Activity >>
If a line of the data below holds the string "FilterError", copy it.

Stored entries:
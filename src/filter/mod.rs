//! Compiler for the line-oriented filter language.
//!
//! Each non-blank line is a clause of the form `@<attribute><suffix><operand>`,
//! for example `@artist=pink floyd` or `@track>3`. Clauses with an empty
//! operand are accepted and ignored.

use crate::attributes::AttributeCatalog;
use std::collections::BTreeSet;
use thiserror::Error;

pub const CLAUSE_PREFIX: char = '@';

#[derive(Debug, Error, PartialEq, Eq)]
pub enum FilterError {
    #[error("filter must start with @: {0}")]
    MissingPrefix(String),

    #[error("unknown filter: {0}")]
    UnknownFilter(String),
}

/// One compiled clause. The operand is trimmed but otherwise raw; coercion
/// happens when the query is built.
#[derive(Debug, Clone, PartialEq, Eq, PartialOrd, Ord, Hash)]
pub struct Criterion {
    pub attribute: &'static str,
    pub suffix: char,
    pub operand: String,
}

impl Criterion {
    /// The clause this criterion was compiled from, minus surrounding blanks.
    pub fn clause(&self) -> String {
        format!(
            "{}{}{}{}",
            CLAUSE_PREFIX, self.attribute, self.suffix, self.operand
        )
    }
}

pub fn compile_filter(
    catalog: &AttributeCatalog,
    text: &str,
) -> Result<BTreeSet<Criterion>, FilterError> {
    let mut criteria = BTreeSet::new();
    for line in text.lines().map(str::trim).filter(|l| !l.is_empty()) {
        let Some(body) = line.strip_prefix(CLAUSE_PREFIX) else {
            return Err(FilterError::MissingPrefix(line.to_string()));
        };
        let Some((matched, operand)) = catalog.match_prefix(body) else {
            return Err(FilterError::UnknownFilter(line.to_string()));
        };
        let operand = operand.trim();
        if operand.is_empty() {
            continue;
        }
        criteria.insert(Criterion {
            attribute: matched.descriptor.name,
            suffix: matched.suffix,
            operand: operand.to_string(),
        });
    }
    Ok(criteria)
}
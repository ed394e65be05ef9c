//! Test fixture creation
//!
//! Builds a temporary data directory of metadata files plus a location for
//! the song database.

use super::constants::*;
use anyhow::Result;
use flate2::write::GzEncoder;
use flate2::Compression;
use std::io::Write;
use std::path::{Path, PathBuf};
use tempfile::TempDir;

/// Creates a temporary library with metadata files
///
/// Returns (TempDir, data_dir, database path). The TempDir must be kept alive
/// for as long as the files are needed.
pub fn create_test_library() -> Result<(TempDir, PathBuf, PathBuf)> {
    let temp_dir = TempDir::new()?;
    let data_dir = temp_dir.path().join("data");
    std::fs::create_dir_all(data_dir.join("rock"))?;
    std::fs::create_dir_all(data_dir.join("jazz"))?;

    std::fs::write(
        data_dir.join("rock/first_album.txt"),
        format!(
            "artist:{BAND_ARTIST}\n\
             title:{OPENING_TRACK_TITLE}\n\
             album:First Album\n\
             track:1\n\
             genre:Rock\n\
             length:215\n\
             -\n\
             artist:{BAND_ARTIST}\n\
             title:{SECOND_SONG_TITLE}\n\
             album:First Album\n\
             track:2\n\
             genre:Rock\n\
             length:180\n\
             mood:happy\n\
             -\n"
        ),
    )?;

    write_gzip(
        &data_dir.join("jazz/collection.txt.gz"),
        &format!(
            "artist:{JAZZ_ARTIST}\n\
             title:{BLUE_NIGHT_TITLE}\n\
             album:Jazz Collection\n\
             track:1\n\
             genre:Jazz\n\
             modified:{BLUE_NIGHT_MODIFIED}\n\
             -\n\
             artist:{JAZZ_ARTIST}\n\
             title:{IMPROVISATION_TITLE}\n\
             track:x\n"
        ),
    )?;

    // Not matched by the default patterns
    std::fs::write(data_dir.join("README.md"), "artist:Nobody\n")?;

    let db_path = temp_dir.path().join("songdb.db");
    Ok((temp_dir, data_dir, db_path))
}

/// Adds a file with [`EXTRA_SONGS`] songs to an existing data directory
pub fn add_extra_file(data_dir: &Path) -> Result<PathBuf> {
    let path = data_dir.join("extra.txt");
    std::fs::write(
        &path,
        "artist:Late Arrival\ntitle:New One\n-\nartist:Late Arrival\ntitle:New Two\n",
    )?;
    Ok(path)
}

fn write_gzip(path: &Path, content: &str) -> Result<()> {
    let mut encoder = GzEncoder::new(std::fs::File::create(path)?, Compression::default());
    encoder.write_all(content.as_bytes())?;
    encoder.finish()?;
    Ok(())
}
mod reindex;

pub use reindex::{ReindexJob, REINDEX_JOB_ID};
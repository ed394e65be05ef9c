//! HTTP client for end-to-end tests
//!
//! This module provides a high-level HTTP client that wraps reqwest
//! and provides methods for all songdb endpoints.
//!
//! When API routes or request formats change, update only this file.

use super::constants::*;
use reqwest::Response;
use serde_json::{json, Value};
use std::time::Duration;

/// HTTP test client, optionally sending basic auth credentials
pub struct TestClient {
    /// The underlying reqwest client (public for custom requests in tests)
    pub client: reqwest::Client,
    /// The base URL of the test server
    pub base_url: String,
    credentials: Option<(String, String)>,
}

impl TestClient {
    /// Creates a client that sends no credentials
    pub fn new(base_url: String) -> Self {
        let client = reqwest::Client::builder()
            .timeout(Duration::from_secs(REQUEST_TIMEOUT_SECS))
            .build()
            .expect("Failed to build reqwest client");

        Self {
            client,
            base_url,
            credentials: None,
        }
    }

    /// Creates a client sending [`ADMIN_USER`] / [`ADMIN_PASS`]
    pub fn authenticated(base_url: String) -> Self {
        Self::with_credentials(base_url, ADMIN_USER, ADMIN_PASS)
    }

    pub fn with_credentials(base_url: String, username: &str, password: &str) -> Self {
        Self {
            credentials: Some((username.to_string(), password.to_string())),
            ..Self::new(base_url)
        }
    }

    fn request(&self, method: reqwest::Method, path: &str) -> reqwest::RequestBuilder {
        let builder = self
            .client
            .request(method, format!("{}{}", self.base_url, path));
        match &self.credentials {
            Some((username, password)) => builder.basic_auth(username, Some(password)),
            None => builder,
        }
    }

    // ========================================================================
    // Song Endpoints
    // ========================================================================

    /// POST /song with `{"filter": filter}`
    pub async fn search(&self, filter: &str) -> Response {
        self.search_raw(json!({ "filter": filter })).await
    }

    /// POST /song with an arbitrary JSON body
    pub async fn search_raw(&self, body: Value) -> Response {
        self.request(reqwest::Method::POST, "/song")
            .json(&body)
            .send()
            .await
            .expect("Search request failed")
    }

    /// Searches and returns the `songs` array, asserting success
    pub async fn search_songs(&self, filter: &str) -> Vec<Value> {
        let response = self.search(filter).await;
        assert_eq!(
            response.status(),
            reqwest::StatusCode::OK,
            "Search for {:?} failed",
            filter
        );
        let body: Value = response.json().await.expect("Invalid search response");
        body["songs"]
            .as_array()
            .expect("songs must be an array")
            .clone()
    }

    /// GET /song/{id}
    pub async fn get_song(&self, id: &str) -> Response {
        self.request(reqwest::Method::GET, &format!("/song/{}", id))
            .send()
            .await
            .expect("Get song request failed")
    }

    /// GET /song/{id}/{attribute}
    pub async fn get_song_attribute(&self, id: &str, attribute: &str) -> Response {
        self.request(reqwest::Method::GET, &format!("/song/{}/{}", id, attribute))
            .send()
            .await
            .expect("Get song attribute request failed")
    }

    // ========================================================================
    // Admin Endpoints
    // ========================================================================

    /// GET /admin/info
    pub async fn get_info(&self) -> Response {
        self.request(reqwest::Method::GET, "/admin/info")
            .send()
            .await
            .expect("Info request failed")
    }

    /// GET /admin/keys
    pub async fn get_keys(&self) -> Response {
        self.request(reqwest::Method::GET, "/admin/keys")
            .send()
            .await
            .expect("Keys request failed")
    }

    /// POST /admin/reindex
    pub async fn trigger_reindex(&self) -> Response {
        self.request(reqwest::Method::POST, "/admin/reindex")
            .send()
            .await
            .expect("Reindex request failed")
    }

    // ========================================================================
    // Service Endpoints
    // ========================================================================

    /// GET /
    pub async fn get_home(&self) -> Response {
        self.request(reqwest::Method::GET, "/")
            .send()
            .await
            .expect("Home request failed")
    }

    /// GET /metrics
    pub async fn get_metrics(&self) -> Response {
        self.request(reqwest::Method::GET, "/metrics")
            .send()
            .await
            .expect("Metrics request failed")
    }

    // ========================================================================
    // Polling Helpers
    // ========================================================================

    /// Polls /admin/info until `loaded` equals `expected`, returning the info
    ///
    /// # Panics
    ///
    /// Panics if the count is not reached within [`REINDEX_WAIT_TIMEOUT_MS`].
    pub async fn wait_for_loaded(&self, expected: u64) -> Value {
        let start = std::time::Instant::now();
        let timeout = Duration::from_millis(REINDEX_WAIT_TIMEOUT_MS);

        loop {
            let info: Value = self
                .get_info()
                .await
                .json()
                .await
                .expect("Invalid info response");
            if info["loaded"].as_u64() == Some(expected) {
                return info;
            }
            if start.elapsed() > timeout {
                panic!("Library did not reach {} songs, last info: {}", expected, info);
            }
            tokio::time::sleep(Duration::from_millis(SERVER_READY_POLL_INTERVAL_MS)).await;
        }
    }
}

Reply >>
pub enum FilterError {
) -> Result<BTreeSet<Criterion>, FilterError> {
            return Err(FilterError::MissingPrefix(line.to_string()));
            return Err(FilterError::UnknownFilter(line.to_string()));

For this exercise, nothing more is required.